Data supplied:
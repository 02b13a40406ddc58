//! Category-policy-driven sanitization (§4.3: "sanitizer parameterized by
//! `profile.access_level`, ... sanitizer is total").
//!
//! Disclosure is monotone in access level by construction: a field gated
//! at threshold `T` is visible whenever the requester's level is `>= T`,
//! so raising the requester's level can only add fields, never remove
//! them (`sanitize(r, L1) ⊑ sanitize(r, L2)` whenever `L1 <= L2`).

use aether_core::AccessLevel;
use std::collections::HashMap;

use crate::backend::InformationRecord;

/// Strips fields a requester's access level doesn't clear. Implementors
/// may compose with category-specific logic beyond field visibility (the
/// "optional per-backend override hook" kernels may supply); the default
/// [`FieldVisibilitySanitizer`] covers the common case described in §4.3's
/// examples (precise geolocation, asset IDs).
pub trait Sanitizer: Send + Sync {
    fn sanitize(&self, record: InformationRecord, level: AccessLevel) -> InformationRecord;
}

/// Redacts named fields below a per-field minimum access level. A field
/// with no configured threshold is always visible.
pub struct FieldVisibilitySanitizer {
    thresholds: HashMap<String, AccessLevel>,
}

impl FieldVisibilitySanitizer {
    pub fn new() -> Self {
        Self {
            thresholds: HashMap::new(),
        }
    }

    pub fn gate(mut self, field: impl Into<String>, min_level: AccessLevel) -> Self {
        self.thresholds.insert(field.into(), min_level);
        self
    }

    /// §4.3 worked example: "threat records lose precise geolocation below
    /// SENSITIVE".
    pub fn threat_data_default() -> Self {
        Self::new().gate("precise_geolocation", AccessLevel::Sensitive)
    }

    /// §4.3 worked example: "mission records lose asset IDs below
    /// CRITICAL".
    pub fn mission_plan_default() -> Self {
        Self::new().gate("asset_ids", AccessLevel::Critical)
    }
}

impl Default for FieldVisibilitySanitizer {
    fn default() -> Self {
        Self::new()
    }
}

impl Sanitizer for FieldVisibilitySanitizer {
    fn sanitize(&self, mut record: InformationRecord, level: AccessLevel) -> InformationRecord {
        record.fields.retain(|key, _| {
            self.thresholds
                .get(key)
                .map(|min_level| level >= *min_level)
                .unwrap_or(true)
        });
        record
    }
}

==

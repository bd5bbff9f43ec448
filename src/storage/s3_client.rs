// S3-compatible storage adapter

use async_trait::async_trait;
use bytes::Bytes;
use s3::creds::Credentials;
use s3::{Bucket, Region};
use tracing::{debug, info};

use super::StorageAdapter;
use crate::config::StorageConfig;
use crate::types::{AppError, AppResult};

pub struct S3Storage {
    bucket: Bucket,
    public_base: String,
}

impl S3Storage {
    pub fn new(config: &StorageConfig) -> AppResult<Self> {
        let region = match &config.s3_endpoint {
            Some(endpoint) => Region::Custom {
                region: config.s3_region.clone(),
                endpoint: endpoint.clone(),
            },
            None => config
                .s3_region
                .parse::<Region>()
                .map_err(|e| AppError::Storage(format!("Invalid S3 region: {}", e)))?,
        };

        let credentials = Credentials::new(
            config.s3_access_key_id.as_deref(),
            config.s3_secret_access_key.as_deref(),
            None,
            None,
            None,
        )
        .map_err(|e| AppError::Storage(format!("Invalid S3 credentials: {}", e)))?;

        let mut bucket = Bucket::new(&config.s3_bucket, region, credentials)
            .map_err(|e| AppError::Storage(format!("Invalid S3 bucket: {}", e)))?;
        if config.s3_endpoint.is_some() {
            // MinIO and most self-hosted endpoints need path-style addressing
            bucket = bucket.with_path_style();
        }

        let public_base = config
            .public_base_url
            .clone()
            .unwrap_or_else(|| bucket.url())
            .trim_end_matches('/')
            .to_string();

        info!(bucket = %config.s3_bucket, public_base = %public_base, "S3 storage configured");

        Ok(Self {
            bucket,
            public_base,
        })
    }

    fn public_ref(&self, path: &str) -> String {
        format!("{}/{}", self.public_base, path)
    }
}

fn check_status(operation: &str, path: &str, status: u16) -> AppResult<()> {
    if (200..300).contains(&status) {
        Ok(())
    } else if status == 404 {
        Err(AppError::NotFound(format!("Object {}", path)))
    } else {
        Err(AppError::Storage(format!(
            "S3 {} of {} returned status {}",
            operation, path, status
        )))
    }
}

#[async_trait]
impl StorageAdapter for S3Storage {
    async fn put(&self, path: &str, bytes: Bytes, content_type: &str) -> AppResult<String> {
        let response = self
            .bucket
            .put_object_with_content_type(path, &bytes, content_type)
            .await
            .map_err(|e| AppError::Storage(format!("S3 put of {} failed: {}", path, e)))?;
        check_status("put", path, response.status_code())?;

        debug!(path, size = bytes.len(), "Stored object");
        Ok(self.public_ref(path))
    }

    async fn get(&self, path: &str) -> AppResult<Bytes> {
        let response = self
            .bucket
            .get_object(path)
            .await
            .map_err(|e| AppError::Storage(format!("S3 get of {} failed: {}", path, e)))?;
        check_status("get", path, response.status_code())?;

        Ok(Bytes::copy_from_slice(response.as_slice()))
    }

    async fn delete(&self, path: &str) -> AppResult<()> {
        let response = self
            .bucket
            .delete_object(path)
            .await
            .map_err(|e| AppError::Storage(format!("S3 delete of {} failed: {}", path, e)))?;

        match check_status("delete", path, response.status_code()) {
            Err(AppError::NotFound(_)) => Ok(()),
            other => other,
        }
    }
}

Brief: Starting at the line above that holds "repository 02b13a40406ddc58" and ending at the line that holds "pub fn mission_plan_default()", transcribe each line exactly and include no other lines.

Response to this task:
repository 02b13a40406ddc58
//! Category-policy-driven sanitization (§4.3: "sanitizer parameterized by
//! `profile.access_level`, ... sanitizer is total").
//!
//! Disclosure is monotone in access level by construction: a field gated
//! at threshold `T` is visible whenever the requester's level is `>= T`,
//! so raising the requester's level can only add fields, never remove
//! them (`sanitize(r, L1) ⊑ sanitize(r, L2)` whenever `L1 <= L2`).

use aether_core::AccessLevel;
use std::collections::HashMap;

use crate::backend::InformationRecord;

/// Strips fields a requester's access level doesn't clear. Implementors
/// may compose with category-specific logic beyond field visibility (the
/// "optional per-backend override hook" kernels may supply); the default
/// [`FieldVisibilitySanitizer`] covers the common case described in §4.3's
/// examples (precise geolocation, asset IDs).
pub trait Sanitizer: Send + Sync {
    fn sanitize(&self, record: InformationRecord, level: AccessLevel) -> InformationRecord;
}

/// Redacts named fields below a per-field minimum access level. A field
/// with no configured threshold is always visible.
pub struct FieldVisibilitySanitizer {
    thresholds: HashMap<String, AccessLevel>,
}

impl FieldVisibilitySanitizer {
    pub fn new() -> Self {
        Self {
            thresholds: HashMap::new(),
        }
    }

    pub fn gate(mut self, field: impl Into<String>, min_level: AccessLevel) -> Self {
        self.thresholds.insert(field.into(), min_level);
        self
    }

    /// §4.3 worked example: "threat records lose precise geolocation below
    /// SENSITIVE".
    pub fn threat_data_default() -> Self {
        Self::new().gate("precise_geolocation", AccessLevel::Sensitive)
    }

    /// §4.3 worked example: "mission records lose asset IDs below
    /// CRITICAL".
    pub fn mission_plan_default() -> Self {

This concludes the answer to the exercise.